John Havard, chair of the English Department said, “Dr. Bradley is among the most notable scholars in the new southern studies, doing work that deftly defies boundaries between literary and popular culture.”  First presented in 1964, the awards celebrate “the best literature by Georgia writers.” The Georgia Writers Association has managed the GAYA event since 1994. Held virtually in 2022, the event honored winners and finalists from 113 nominees in 14 categories. The awards presentation is available on YouTube and the GWA website in its entirety. “As an author with deep insight into Georgia culture, she is an ideal recipient for a Georgia Author of the Year Award. Dr. Bradley and her work represent some of the best the English Department has to offer: creativity, solid scholarship, and social and community engagement,” Dr. Havard added.

Literary judge Megan Volpert said of Bradley’s essay, “Bradley is a defining voice of the new south—an engrossing one that blends academic analytical chops with the personal narrative of lived experience as a Black woman who grew up after the civil rights movement. Her argument, that hip-hop culture since the Eighties represents concerns and methodologies of the next wave of contemporary southern Black identities, is clear and persuasive and without alternatives.”  She went on to say, “Chronicling Stankonia begins with a close philosophical reading of Outkast and ends with an exhortation to invigorate cultural studies through attention to the popular arts and letters made by Black southerners.”
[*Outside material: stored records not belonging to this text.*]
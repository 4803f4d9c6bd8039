//! Conversion between [`AbiValue`] and `serde_json::Value`.
//!
//! Integers are accepted as JSON numbers or as decimal or `0x` hex strings;
//! `u256` is always written back as a decimal string. Fixed byte arrays and
//! `Bytes` use `0x` hex. Enum values are `{"Variant": payload}`, or just
//! `"Variant"` when the payload is `()`.

use ethnum::U256;
use serde_json::{Map, Number, Value};

use super::number::{encode_uint, UintWidth};
use super::{AbiValue, CodecError, Coder};

impl Coder {
    /// Build a value for this coder from its JSON form.
    pub fn value_from_json(&self, json: &Value) -> Result<AbiValue, CodecError> {
        match (self, json) {
            (Coder::Empty, Value::Null) => Ok(AbiValue::Unit),
            (Coder::Bool, Value::Bool(b)) => Ok(AbiValue::Bool(*b)),
            (Coder::Uint(width), json) => uint_from_json(json, *width),
            (Coder::B256, Value::String(s)) => Ok(AbiValue::B256(fixed_hex(s)?)),
            (Coder::B512, Value::String(s)) => Ok(AbiValue::B512(fixed_hex(s)?)),
            (Coder::Str(_), Value::String(s)) => Ok(AbiValue::Str(s.clone())),
            (Coder::StdString, Value::String(s)) => Ok(AbiValue::StdString(s.clone())),
            (Coder::Bytes, Value::String(s)) => Ok(AbiValue::Bytes(parse_hex(s)?)),
            (Coder::Bytes, Value::Array(items)) => items
                .iter()
                .map(|item| match uint_from_json(item, UintWidth::U8)? {
                    AbiValue::U8(b) => Ok(b),
                    other => Err(CodecError::mismatch("u8", other.kind())),
                })
                .collect::<Result<_, _>>()
                .map(AbiValue::Bytes),
            (Coder::Array { element, .. }, Value::Array(items)) => {
                elements_from_json(element, items).map(AbiValue::Array)
            }
            (Coder::Vector(element), Value::Array(items)) => {
                elements_from_json(element, items).map(AbiValue::Vector)
            }
            (Coder::Tuple(coders), Value::Array(items)) => {
                if coders.len() != items.len() {
                    return Err(CodecError::LengthMismatch {
                        expected: coders.len(),
                        got: items.len(),
                    });
                }
                coders
                    .iter()
                    .zip(items)
                    .map(|(c, v)| c.value_from_json(v))
                    .collect::<Result<_, _>>()
                    .map(AbiValue::Tuple)
            }
            (Coder::Struct { name, fields }, Value::Object(map)) => fields
                .iter()
                .map(|(field, coder)| {
                    let v = map.get(field).ok_or_else(|| {
                        CodecError::InvalidValue(format!("{name} is missing field `{field}`"))
                    })?;
                    Ok((field.clone(), coder.value_from_json(v)?))
                })
                .collect::<Result<_, _>>()
                .map(AbiValue::Struct),
            (Coder::Enum { variants, .. }, Value::String(variant)) => {
                let coder = find_variant(variants, variant)?;
                if *coder != Coder::Empty {
                    return Err(CodecError::InvalidValue(format!(
                        "variant `{variant}` needs a {coder} payload"
                    )));
                }
                Ok(AbiValue::variant(variant.clone(), AbiValue::Unit))
            }
            (Coder::Enum { variants, name }, Value::Object(map)) => {
                let mut entries = map.iter();
                match (entries.next(), entries.next()) {
                    (Some((variant, payload)), None) => {
                        let coder = find_variant(variants, variant)?;
                        Ok(AbiValue::variant(
                            variant.clone(),
                            coder.value_from_json(payload)?,
                        ))
                    }
                    _ => Err(CodecError::InvalidValue(format!(
                        "{name} expects an object with exactly one variant"
                    ))),
                }
            }
            (coder, json) => Err(CodecError::mismatch(coder.to_string(), json_kind(json))),
        }
    }
}

impl AbiValue {
    /// JSON form of this value, readable back by [`Coder::value_from_json`].
    pub fn to_json(&self) -> Value {
        match self {
            AbiValue::Unit => Value::Null,
            AbiValue::Bool(b) => Value::Bool(*b),
            AbiValue::U8(v) => Value::from(*v),
            AbiValue::U16(v) => Value::from(*v),
            AbiValue::U32(v) => Value::from(*v),
            AbiValue::U64(v) => Value::Number(Number::from(*v)),
            AbiValue::U256(v) => Value::String(v.to_string()),
            AbiValue::B256(b) => Value::String(format!("0x{}", hex::encode(b))),
            AbiValue::B512(b) => Value::String(format!("0x{}", hex::encode(b))),
            AbiValue::Bytes(b) => Value::String(format!("0x{}", hex::encode(b))),
            AbiValue::Str(s) | AbiValue::StdString(s) => Value::String(s.clone()),
            AbiValue::Array(items) | AbiValue::Tuple(items) | AbiValue::Vector(items) => {
                Value::Array(items.iter().map(AbiValue::to_json).collect())
            }
            AbiValue::Struct(fields) => Value::Object(
                fields
                    .iter()
                    .map(|(name, v)| (name.clone(), v.to_json()))
                    .collect::<Map<_, _>>(),
            ),
            AbiValue::Enum { variant, value } => match value.as_ref() {
                AbiValue::Unit => Value::String(variant.clone()),
                payload => {
                    let mut map = Map::new();
                    map.insert(variant.clone(), payload.to_json());
                    Value::Object(map)
                }
            },
        }
    }
}

fn uint_from_json(json: &Value, width: UintWidth) -> Result<AbiValue, CodecError> {
    let out_of_range = |value: String| CodecError::ValueOutOfRange {
        ty: width.name(),
        value,
    };
    let n = match json {
        Value::Number(n) => match n.as_u64() {
            Some(v) => U256::from(v),
            None => return Err(out_of_range(n.to_string())),
        },
        Value::String(s) => {
            let parsed = match s.strip_prefix("0x") {
                Some(digits) => U256::from_str_radix(digits, 16),
                None => U256::from_str_radix(s, 10),
            };
            parsed.map_err(|_| out_of_range(s.clone()))?
        }
        other => return Err(CodecError::mismatch(width.name(), json_kind(other))),
    };
    uint_value(n, width)
}

/// Narrow a range-checked integer to the value variant of its width.
fn uint_value(n: U256, width: UintWidth) -> Result<AbiValue, CodecError> {
    let bytes = encode_uint(n, width)?;
    let value = match width {
        UintWidth::U8 => AbiValue::U8(word(&bytes)?),
        UintWidth::U16 => AbiValue::U16(word(&bytes)?),
        UintWidth::U32 => AbiValue::U32(word(&bytes)?),
        UintWidth::U64 => AbiValue::U64(word(&bytes)?),
        UintWidth::U256 => AbiValue::U256(n),
    };
    Ok(value)
}

fn word<T>(bytes: &[u8]) -> Result<T, CodecError>
where
    T: TryFrom<u64>,
{
    let v = bytes.iter().fold(0u64, |acc, b| (acc << 8) | u64::from(*b));
    T::try_from(v).map_err(|_| CodecError::InvalidValue(format!("{v} does not fit")))
}

fn elements_from_json(element: &Coder, items: &[Value]) -> Result<Vec<AbiValue>, CodecError> {
    items.iter().map(|item| element.value_from_json(item)).collect()
}

fn find_variant<'c>(variants: &'c [(String, Coder)], name: &str) -> Result<&'c Coder, CodecError> {
    variants
        .iter()
        .find(|(n, _)| n == name)
        .map(|(_, c)| c)
        .ok_or_else(|| CodecError::UnknownVariant(name.to_string()))
}

fn parse_hex(s: &str) -> Result<Vec<u8>, CodecError> {
    let digits = s.strip_prefix("0x").unwrap_or(s);
    hex::decode(digits).map_err(|e| CodecError::InvalidValue(format!("invalid hex `{s}`: {e}")))
}

fn fixed_hex<const N: usize>(s: &str) -> Result<[u8; N], CodecError> {
    let bytes = parse_hex(s)?;
    let got = bytes.len();
    bytes
        .try_into()
        .map_err(|_| CodecError::LengthMismatch { expected: N, got })
}

fn json_kind(json: &Value) -> &'static str {
    match json {
        Value::Null => "null",
        Value::Bool(_) => "boolean",
        Value::Number(_) => "number",
        Value::String(_) => "string",
        Value::Array(_) => "array",
        Value::Object(_) => "object",
    }
}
Regina N. Bradley is Associate Professor of English and African Diaspora Studies at Kennesaw State University in Kennesaw, GA. Her research interests include southern hip hop, the contemporary Black American South, race and sound studies, and southern studies. Bradley’s award-winning essay is based on her book of the same title published by the UNC Press. Dr. Bradley recently completed a semester as a Harvard Research Fellow in Spring 2022 and will be teaching at KSU in the fall.